TASK DIRECTIONS: The word "HasProfile" marks the lines to copy; find all of them in the entries below.

Collected data entries:
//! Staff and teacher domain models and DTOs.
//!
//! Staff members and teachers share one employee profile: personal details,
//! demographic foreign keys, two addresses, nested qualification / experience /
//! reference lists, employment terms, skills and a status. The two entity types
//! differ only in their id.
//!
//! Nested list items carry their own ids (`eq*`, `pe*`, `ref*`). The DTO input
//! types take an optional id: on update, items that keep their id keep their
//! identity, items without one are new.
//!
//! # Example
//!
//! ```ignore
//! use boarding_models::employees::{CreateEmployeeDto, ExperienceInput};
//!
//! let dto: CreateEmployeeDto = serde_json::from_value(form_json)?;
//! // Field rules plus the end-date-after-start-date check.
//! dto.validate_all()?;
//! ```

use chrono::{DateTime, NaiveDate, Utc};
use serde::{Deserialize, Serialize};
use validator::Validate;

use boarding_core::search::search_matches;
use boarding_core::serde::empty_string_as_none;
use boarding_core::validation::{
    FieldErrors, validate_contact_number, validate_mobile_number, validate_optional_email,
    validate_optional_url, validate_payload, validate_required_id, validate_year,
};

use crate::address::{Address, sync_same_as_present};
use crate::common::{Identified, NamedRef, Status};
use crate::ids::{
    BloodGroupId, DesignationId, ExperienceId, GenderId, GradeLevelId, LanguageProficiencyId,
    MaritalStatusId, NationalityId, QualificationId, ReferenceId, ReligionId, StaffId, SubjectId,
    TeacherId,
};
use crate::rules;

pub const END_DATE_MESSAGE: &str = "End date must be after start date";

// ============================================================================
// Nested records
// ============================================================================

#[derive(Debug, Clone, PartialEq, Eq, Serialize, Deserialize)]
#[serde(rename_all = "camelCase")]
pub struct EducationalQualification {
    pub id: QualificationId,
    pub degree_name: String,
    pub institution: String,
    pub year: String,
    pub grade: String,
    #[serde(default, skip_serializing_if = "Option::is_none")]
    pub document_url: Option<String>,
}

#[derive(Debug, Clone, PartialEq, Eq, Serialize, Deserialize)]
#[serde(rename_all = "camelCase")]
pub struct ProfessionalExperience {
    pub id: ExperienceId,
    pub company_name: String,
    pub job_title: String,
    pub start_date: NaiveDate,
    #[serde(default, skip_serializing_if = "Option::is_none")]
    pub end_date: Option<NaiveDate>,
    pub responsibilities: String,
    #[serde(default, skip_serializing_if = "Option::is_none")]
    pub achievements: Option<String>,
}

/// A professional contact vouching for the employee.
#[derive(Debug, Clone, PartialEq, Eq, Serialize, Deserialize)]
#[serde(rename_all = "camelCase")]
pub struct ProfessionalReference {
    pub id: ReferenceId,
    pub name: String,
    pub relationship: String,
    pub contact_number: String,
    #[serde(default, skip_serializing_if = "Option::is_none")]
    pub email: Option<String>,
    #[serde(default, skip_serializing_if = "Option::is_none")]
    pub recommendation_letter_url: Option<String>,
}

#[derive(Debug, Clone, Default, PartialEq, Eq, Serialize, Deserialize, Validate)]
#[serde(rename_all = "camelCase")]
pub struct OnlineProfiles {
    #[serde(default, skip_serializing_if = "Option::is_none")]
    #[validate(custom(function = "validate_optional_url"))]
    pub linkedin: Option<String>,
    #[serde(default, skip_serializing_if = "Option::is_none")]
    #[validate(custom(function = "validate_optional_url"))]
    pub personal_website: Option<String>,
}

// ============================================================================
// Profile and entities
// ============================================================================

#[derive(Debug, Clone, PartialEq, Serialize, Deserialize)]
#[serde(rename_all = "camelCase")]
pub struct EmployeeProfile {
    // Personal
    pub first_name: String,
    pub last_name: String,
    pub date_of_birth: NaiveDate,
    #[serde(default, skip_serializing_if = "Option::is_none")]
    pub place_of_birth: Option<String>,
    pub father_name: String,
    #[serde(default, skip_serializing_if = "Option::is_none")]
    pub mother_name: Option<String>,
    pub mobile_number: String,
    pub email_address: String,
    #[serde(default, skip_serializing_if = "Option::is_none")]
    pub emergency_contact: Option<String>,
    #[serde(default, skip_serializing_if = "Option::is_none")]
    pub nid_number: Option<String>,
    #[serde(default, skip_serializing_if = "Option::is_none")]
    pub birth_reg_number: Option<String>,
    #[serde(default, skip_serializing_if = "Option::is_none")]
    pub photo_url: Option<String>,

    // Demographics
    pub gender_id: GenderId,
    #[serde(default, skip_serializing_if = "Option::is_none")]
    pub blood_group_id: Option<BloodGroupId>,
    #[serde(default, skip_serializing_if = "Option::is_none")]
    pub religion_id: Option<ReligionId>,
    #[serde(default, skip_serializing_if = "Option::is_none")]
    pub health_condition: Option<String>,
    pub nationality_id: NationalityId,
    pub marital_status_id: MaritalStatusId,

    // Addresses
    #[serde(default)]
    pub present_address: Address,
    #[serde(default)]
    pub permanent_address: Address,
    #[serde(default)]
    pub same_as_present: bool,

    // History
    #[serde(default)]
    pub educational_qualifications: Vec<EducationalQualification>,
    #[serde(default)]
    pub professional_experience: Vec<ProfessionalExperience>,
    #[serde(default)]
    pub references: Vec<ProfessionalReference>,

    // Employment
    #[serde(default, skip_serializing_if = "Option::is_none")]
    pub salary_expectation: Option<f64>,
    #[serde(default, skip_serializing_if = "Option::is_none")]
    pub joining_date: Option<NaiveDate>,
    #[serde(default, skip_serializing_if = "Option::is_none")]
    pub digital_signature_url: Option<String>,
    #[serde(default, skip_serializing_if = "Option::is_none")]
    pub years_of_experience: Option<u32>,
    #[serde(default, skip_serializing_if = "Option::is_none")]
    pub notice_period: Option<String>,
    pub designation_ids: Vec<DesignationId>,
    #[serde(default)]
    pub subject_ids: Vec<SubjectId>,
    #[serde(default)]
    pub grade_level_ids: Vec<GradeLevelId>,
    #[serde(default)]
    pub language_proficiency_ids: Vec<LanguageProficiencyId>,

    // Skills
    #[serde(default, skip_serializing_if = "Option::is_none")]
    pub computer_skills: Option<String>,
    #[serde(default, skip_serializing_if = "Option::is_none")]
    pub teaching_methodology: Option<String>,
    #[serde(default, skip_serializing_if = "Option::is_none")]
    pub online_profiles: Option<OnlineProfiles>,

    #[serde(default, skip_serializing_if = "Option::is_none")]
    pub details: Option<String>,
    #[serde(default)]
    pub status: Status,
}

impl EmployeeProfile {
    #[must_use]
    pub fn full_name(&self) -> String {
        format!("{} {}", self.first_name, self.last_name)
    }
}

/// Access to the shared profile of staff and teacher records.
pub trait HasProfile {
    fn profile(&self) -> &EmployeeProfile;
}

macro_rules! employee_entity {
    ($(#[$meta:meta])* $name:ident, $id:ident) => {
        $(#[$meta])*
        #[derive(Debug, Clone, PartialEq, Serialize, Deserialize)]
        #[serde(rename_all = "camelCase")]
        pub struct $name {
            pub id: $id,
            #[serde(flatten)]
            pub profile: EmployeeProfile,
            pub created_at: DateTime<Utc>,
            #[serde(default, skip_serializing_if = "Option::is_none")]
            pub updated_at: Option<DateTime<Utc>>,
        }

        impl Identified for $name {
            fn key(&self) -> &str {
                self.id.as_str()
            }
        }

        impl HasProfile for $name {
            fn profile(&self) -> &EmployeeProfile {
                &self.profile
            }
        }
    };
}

...

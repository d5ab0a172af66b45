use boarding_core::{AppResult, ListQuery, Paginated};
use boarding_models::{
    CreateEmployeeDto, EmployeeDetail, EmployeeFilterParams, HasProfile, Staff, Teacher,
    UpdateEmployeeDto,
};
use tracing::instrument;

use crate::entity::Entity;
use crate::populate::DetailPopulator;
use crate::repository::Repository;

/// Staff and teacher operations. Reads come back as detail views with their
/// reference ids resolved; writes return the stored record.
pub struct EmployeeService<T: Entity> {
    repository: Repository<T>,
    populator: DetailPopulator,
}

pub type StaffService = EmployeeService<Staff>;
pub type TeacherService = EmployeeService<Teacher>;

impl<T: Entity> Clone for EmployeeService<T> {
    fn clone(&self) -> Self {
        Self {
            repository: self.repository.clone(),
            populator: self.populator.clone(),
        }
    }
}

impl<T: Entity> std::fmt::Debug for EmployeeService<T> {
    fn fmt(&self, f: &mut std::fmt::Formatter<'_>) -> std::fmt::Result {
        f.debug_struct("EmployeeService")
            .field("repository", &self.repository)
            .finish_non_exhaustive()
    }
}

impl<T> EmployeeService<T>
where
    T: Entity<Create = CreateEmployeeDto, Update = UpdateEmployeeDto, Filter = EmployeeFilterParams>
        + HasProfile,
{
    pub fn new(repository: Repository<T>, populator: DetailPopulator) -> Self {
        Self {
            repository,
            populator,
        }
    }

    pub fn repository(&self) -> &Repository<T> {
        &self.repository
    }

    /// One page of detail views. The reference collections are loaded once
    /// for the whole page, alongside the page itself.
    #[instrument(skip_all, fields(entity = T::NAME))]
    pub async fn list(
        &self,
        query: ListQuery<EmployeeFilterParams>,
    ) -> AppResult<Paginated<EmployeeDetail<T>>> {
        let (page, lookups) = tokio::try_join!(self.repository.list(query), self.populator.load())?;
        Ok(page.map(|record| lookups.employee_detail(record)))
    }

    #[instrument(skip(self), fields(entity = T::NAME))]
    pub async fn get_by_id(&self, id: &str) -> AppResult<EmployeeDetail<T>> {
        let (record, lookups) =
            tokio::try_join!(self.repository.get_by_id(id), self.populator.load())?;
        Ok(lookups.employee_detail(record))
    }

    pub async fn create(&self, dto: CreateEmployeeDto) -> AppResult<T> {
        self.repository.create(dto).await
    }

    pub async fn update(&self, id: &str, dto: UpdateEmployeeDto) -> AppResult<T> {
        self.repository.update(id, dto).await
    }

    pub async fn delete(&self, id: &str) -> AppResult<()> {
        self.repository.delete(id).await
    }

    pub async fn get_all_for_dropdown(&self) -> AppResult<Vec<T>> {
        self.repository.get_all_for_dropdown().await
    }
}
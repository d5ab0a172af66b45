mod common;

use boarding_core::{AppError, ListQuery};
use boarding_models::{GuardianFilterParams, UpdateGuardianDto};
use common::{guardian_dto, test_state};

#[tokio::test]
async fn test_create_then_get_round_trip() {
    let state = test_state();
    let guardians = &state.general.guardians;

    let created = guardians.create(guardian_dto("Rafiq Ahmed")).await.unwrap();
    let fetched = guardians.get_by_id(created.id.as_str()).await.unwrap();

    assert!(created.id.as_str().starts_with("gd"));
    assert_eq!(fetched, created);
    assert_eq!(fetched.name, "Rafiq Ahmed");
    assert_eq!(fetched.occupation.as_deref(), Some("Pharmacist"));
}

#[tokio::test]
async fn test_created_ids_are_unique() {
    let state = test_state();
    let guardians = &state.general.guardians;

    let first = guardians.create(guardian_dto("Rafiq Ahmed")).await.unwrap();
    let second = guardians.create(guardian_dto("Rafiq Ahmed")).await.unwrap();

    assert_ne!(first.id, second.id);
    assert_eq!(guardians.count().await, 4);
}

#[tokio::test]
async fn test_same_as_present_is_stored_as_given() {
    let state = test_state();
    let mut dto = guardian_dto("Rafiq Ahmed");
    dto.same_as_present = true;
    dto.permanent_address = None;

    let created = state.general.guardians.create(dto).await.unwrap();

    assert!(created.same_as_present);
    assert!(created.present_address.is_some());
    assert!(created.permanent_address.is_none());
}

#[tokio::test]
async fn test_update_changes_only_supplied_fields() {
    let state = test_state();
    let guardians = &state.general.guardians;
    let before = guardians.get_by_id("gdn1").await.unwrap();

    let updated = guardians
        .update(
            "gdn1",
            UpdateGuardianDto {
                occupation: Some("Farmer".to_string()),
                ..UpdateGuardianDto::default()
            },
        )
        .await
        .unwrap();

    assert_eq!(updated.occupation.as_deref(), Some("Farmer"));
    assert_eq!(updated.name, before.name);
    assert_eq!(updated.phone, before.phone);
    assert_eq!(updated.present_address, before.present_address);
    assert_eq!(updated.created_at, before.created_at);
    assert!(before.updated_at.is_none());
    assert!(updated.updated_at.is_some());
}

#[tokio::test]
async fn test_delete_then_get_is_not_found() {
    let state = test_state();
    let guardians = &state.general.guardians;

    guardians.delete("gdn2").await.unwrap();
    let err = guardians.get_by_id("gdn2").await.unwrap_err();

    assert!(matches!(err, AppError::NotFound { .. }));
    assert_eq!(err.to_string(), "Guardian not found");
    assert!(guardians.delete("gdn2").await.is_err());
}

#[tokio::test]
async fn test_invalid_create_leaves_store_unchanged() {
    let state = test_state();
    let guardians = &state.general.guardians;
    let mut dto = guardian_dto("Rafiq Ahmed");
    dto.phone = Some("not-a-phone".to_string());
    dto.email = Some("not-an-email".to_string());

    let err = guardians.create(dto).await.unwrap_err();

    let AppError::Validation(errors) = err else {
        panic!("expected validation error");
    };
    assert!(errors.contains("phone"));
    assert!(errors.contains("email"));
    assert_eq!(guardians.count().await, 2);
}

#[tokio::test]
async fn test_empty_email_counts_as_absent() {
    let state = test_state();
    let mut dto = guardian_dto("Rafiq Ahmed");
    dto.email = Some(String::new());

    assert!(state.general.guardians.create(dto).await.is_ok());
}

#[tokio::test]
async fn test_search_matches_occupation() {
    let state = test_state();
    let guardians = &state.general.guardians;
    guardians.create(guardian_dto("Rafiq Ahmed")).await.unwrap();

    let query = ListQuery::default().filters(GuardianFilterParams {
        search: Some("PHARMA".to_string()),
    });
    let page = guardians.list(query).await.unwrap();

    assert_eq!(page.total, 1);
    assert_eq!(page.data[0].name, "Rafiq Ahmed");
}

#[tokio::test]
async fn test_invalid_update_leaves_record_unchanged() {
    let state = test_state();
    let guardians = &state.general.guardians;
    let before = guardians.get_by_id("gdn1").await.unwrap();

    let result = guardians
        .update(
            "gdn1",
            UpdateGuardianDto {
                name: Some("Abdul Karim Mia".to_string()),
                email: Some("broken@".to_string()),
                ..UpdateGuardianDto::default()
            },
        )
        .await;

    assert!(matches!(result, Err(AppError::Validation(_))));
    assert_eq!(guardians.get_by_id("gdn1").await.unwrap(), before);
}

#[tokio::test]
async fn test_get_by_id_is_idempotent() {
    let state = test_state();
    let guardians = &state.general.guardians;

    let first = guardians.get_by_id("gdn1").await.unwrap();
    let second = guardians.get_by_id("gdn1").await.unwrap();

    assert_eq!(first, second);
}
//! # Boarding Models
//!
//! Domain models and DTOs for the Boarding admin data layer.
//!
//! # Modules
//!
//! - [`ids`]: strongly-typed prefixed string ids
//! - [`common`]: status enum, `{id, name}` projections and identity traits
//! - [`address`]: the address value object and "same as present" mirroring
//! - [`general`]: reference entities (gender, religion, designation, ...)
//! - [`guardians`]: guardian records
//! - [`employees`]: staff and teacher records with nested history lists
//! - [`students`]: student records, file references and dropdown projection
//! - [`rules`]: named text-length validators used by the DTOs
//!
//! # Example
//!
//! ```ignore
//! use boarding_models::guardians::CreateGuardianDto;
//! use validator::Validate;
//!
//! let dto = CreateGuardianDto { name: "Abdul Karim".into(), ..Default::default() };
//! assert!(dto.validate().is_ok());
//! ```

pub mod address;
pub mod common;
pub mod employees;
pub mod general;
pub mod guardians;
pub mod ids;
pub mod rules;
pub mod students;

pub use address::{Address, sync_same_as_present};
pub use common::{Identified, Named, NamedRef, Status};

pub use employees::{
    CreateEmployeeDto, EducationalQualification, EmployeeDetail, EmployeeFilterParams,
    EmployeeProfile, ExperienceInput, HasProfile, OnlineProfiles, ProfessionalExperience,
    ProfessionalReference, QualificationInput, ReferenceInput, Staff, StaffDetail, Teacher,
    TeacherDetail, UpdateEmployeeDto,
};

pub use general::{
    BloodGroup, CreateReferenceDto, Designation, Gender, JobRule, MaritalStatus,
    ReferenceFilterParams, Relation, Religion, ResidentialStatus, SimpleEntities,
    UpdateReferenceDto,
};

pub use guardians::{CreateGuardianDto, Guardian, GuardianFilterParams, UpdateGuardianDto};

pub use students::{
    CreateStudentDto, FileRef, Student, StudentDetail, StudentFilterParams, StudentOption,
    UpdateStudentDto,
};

RESULT:
pub trait HasProfile {
        impl HasProfile for $name {
    CreateEmployeeDto, EmployeeDetail, EmployeeFilterParams, HasProfile, Staff, Teacher,
        + HasProfile,
    EmployeeProfile, ExperienceInput, HasProfile, OnlineProfiles, ProfessionalExperience,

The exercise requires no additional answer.